▶ [Exercise aim] Count the lines in the data below that have "when" in them, and reply with only that number.

▶ [The input]
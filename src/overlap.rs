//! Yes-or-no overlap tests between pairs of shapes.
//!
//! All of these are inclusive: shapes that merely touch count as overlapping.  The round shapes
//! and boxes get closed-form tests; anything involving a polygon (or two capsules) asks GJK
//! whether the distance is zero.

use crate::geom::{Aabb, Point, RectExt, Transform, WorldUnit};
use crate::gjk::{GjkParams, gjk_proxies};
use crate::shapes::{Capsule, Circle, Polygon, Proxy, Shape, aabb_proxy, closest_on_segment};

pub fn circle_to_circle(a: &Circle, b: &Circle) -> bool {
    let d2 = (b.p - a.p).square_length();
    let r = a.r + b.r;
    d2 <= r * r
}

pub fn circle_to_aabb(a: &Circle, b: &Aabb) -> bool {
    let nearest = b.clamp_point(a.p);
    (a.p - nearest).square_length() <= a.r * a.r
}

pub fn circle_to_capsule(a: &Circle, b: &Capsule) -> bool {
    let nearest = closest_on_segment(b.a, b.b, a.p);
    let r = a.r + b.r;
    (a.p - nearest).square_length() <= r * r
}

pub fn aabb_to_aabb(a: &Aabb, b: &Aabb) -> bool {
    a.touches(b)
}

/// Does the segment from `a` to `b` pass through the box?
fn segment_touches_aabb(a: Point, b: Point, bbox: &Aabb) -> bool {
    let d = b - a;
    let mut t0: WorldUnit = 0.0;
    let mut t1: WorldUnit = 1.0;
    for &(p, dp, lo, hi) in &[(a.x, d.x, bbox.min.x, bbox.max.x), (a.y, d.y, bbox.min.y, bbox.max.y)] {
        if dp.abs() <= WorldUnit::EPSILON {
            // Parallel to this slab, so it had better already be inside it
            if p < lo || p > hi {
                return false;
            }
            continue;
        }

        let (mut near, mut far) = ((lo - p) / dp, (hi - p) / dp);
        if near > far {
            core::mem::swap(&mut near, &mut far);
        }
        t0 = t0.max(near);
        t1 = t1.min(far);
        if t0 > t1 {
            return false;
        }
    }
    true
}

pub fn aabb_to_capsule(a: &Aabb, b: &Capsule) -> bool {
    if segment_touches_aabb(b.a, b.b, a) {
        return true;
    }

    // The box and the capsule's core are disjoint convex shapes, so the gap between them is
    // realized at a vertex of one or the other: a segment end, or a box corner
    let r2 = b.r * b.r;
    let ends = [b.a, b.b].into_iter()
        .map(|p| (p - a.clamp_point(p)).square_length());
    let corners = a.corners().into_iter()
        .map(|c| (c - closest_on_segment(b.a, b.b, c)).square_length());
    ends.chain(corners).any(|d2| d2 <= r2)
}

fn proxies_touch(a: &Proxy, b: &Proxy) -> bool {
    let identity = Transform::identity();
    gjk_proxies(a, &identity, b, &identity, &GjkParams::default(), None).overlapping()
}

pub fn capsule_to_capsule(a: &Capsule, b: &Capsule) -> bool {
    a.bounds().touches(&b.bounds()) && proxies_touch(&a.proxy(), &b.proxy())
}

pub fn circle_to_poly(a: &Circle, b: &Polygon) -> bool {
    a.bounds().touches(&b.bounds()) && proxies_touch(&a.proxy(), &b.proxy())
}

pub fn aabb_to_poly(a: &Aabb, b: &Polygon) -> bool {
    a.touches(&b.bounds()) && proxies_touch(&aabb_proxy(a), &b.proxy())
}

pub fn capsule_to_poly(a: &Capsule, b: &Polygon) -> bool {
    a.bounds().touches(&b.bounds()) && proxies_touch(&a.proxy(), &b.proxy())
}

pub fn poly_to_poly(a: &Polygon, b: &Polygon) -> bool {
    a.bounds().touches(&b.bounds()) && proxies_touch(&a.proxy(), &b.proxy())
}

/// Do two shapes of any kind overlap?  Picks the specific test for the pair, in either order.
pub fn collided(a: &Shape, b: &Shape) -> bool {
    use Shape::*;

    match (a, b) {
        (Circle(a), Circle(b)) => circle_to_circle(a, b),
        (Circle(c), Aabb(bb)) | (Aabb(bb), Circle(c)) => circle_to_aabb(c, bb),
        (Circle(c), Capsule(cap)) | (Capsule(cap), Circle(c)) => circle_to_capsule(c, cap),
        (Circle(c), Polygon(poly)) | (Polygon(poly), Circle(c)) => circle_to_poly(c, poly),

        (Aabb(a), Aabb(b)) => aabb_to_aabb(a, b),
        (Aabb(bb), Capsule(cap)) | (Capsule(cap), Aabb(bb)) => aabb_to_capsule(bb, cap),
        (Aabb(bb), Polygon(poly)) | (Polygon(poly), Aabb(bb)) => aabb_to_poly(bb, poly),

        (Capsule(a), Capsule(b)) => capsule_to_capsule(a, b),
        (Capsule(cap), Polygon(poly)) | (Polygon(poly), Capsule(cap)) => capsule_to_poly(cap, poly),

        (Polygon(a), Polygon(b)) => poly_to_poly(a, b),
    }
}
--
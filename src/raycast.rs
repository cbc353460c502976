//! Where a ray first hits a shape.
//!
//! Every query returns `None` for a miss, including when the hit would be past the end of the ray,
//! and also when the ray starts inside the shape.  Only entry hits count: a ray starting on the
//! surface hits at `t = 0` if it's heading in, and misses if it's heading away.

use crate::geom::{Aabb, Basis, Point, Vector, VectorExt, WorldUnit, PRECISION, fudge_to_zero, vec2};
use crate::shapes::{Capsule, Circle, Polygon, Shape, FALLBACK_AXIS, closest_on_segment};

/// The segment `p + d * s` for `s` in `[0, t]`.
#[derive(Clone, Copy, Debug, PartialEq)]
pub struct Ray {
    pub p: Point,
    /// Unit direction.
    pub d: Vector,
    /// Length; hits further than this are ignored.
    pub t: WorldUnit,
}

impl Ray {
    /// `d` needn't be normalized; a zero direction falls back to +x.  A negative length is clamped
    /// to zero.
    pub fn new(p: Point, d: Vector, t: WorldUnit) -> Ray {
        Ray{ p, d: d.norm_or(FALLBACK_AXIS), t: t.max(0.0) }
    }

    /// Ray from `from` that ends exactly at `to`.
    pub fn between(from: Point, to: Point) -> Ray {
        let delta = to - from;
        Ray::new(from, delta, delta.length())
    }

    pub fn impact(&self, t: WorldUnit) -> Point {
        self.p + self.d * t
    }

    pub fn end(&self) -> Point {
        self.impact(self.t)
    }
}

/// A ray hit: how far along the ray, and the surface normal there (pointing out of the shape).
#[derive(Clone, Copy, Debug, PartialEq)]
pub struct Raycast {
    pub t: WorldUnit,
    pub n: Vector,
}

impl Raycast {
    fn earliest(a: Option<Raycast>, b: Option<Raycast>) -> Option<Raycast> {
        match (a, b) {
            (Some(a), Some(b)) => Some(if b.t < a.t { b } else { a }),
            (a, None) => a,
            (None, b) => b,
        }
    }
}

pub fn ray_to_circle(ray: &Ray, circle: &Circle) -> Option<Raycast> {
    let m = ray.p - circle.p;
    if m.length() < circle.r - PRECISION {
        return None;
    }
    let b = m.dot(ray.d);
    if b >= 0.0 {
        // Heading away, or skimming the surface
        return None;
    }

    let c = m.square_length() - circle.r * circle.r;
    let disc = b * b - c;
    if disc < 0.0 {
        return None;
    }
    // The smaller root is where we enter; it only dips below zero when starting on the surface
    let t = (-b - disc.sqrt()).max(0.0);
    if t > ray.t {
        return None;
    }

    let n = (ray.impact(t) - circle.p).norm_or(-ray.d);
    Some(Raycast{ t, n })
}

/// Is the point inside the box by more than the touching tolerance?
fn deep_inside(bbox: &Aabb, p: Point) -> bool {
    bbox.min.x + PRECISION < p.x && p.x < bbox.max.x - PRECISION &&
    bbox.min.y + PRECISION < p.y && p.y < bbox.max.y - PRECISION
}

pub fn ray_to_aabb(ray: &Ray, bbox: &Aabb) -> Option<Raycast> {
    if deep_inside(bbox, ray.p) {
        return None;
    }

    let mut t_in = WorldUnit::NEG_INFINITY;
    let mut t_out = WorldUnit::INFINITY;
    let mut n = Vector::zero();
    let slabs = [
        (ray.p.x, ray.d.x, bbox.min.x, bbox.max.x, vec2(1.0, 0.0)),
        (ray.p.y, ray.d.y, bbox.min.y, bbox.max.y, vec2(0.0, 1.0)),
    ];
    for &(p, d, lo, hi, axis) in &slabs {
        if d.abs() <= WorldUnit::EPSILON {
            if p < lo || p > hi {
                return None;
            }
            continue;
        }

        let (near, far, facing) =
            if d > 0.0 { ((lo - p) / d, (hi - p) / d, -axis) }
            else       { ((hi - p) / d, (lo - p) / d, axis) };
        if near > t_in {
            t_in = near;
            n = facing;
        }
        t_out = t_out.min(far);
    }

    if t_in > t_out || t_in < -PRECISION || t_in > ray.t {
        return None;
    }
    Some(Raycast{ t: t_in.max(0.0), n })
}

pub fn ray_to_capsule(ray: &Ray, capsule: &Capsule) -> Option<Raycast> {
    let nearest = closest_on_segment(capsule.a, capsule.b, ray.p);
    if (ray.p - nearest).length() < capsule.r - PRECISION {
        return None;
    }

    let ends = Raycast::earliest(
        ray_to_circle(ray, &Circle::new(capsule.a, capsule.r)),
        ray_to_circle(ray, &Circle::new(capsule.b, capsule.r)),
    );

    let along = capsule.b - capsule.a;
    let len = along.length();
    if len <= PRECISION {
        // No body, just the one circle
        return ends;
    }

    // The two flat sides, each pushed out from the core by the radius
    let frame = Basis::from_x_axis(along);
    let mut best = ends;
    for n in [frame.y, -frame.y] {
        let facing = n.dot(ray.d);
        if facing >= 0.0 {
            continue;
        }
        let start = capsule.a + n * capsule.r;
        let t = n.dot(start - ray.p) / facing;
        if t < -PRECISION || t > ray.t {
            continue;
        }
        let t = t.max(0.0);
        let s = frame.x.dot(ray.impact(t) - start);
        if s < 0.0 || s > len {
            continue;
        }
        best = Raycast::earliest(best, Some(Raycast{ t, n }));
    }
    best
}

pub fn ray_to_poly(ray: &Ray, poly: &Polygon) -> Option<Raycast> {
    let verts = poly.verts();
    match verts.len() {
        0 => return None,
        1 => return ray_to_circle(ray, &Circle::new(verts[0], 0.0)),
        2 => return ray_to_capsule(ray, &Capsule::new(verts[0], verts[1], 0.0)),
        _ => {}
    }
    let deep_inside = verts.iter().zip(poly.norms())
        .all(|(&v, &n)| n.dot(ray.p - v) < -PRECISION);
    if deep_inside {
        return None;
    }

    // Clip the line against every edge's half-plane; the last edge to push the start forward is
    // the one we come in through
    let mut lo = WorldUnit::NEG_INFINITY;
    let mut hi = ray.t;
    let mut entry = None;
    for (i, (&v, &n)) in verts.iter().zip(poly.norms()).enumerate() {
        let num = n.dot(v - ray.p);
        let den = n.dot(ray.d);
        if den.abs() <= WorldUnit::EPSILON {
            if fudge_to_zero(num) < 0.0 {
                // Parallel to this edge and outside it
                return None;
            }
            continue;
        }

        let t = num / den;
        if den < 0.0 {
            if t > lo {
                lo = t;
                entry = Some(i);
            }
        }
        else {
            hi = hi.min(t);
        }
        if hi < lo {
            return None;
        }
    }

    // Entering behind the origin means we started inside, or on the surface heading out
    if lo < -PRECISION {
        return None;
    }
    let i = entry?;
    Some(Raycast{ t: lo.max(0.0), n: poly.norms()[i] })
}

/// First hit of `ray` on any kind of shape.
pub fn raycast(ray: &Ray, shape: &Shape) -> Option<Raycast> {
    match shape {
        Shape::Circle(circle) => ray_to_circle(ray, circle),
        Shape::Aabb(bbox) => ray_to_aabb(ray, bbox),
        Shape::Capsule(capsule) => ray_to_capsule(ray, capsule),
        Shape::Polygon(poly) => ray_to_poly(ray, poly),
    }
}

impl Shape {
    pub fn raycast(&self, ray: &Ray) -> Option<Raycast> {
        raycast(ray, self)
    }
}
* * *
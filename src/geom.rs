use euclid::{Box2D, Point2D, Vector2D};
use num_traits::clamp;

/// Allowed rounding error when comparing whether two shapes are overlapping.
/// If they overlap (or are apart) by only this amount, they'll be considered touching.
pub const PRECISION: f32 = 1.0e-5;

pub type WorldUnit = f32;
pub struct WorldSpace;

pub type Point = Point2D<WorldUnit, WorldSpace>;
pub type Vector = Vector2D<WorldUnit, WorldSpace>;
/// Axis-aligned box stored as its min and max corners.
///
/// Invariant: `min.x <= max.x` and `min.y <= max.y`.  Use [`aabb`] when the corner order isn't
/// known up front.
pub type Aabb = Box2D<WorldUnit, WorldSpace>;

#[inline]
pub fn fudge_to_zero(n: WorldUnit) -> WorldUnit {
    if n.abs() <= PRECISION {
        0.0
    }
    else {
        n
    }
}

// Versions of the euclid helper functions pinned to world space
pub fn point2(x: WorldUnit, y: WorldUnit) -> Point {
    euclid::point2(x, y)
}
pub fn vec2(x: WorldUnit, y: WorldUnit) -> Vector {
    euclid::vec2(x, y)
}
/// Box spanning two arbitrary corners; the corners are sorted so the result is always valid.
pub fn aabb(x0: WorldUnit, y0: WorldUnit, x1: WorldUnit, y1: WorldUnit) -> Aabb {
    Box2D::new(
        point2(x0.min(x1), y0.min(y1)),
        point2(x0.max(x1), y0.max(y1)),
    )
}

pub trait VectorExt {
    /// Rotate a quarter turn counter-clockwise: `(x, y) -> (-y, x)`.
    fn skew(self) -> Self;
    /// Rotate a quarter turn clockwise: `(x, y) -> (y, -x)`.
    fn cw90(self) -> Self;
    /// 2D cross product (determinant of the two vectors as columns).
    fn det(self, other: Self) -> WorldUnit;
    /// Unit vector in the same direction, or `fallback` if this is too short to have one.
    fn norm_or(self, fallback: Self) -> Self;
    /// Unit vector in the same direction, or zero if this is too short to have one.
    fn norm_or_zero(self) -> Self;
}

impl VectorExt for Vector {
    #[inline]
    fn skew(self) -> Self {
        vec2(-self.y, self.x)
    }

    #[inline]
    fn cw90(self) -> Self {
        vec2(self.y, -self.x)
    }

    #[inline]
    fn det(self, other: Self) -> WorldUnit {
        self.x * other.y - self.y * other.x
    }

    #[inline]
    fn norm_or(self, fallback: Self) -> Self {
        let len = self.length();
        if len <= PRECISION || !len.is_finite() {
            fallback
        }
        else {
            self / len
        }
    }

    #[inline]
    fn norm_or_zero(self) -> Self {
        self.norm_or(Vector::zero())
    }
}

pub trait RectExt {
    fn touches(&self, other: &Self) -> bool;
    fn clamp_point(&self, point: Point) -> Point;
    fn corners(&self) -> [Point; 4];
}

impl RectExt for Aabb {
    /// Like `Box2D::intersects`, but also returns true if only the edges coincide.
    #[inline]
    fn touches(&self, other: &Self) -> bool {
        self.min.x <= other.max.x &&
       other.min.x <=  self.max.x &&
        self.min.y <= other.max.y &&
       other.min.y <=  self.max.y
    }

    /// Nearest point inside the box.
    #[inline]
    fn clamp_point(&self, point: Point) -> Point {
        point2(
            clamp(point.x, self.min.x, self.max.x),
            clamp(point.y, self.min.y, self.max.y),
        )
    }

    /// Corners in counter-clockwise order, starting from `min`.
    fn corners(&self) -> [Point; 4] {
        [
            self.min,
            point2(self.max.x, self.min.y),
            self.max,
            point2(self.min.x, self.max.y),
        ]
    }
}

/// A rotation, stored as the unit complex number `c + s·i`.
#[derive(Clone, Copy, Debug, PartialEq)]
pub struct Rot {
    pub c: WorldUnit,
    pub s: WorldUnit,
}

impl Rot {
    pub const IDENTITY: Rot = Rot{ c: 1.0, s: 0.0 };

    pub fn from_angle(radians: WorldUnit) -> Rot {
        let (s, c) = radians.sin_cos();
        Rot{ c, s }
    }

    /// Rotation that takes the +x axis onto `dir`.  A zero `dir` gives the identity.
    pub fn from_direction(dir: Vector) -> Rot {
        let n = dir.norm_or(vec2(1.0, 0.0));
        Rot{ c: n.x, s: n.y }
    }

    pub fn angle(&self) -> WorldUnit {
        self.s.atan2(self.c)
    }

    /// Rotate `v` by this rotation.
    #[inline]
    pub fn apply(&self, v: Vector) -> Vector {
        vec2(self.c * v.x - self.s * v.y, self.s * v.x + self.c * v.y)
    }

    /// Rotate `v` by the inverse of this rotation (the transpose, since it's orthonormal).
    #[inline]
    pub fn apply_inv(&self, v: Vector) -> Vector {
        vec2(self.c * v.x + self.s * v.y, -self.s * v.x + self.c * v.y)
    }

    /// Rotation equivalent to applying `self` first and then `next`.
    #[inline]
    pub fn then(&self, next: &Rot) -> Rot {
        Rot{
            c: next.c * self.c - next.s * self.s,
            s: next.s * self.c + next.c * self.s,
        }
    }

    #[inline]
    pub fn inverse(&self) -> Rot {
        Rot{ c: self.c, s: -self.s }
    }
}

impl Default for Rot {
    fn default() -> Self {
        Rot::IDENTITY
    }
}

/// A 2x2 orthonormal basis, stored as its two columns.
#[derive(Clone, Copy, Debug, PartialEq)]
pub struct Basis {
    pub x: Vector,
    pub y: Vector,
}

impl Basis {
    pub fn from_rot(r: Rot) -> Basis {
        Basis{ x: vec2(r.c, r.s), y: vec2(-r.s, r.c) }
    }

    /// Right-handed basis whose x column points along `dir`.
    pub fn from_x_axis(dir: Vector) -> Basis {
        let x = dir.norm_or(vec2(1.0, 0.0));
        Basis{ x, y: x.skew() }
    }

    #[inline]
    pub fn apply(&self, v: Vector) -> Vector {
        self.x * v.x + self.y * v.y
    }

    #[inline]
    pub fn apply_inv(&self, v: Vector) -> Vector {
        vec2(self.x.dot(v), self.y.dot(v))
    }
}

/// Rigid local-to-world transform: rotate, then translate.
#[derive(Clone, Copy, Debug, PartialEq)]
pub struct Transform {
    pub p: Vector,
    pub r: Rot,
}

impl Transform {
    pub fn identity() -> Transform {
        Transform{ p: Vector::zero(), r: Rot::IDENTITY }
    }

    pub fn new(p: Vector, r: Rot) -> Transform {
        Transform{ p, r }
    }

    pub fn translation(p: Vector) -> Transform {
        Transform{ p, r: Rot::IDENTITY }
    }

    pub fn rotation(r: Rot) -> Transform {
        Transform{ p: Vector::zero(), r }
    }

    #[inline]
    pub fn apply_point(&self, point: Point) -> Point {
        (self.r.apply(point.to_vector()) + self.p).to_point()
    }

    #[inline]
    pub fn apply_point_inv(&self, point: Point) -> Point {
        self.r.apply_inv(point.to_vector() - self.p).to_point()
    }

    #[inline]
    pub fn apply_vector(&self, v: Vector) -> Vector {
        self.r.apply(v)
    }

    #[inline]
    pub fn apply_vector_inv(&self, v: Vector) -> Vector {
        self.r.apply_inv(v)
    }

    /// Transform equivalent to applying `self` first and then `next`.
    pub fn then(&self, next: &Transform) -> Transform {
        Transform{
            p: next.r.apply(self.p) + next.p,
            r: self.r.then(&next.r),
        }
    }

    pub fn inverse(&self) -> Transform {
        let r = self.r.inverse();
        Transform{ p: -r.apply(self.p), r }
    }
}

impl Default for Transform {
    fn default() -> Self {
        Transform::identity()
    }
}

▶ [Written response] 5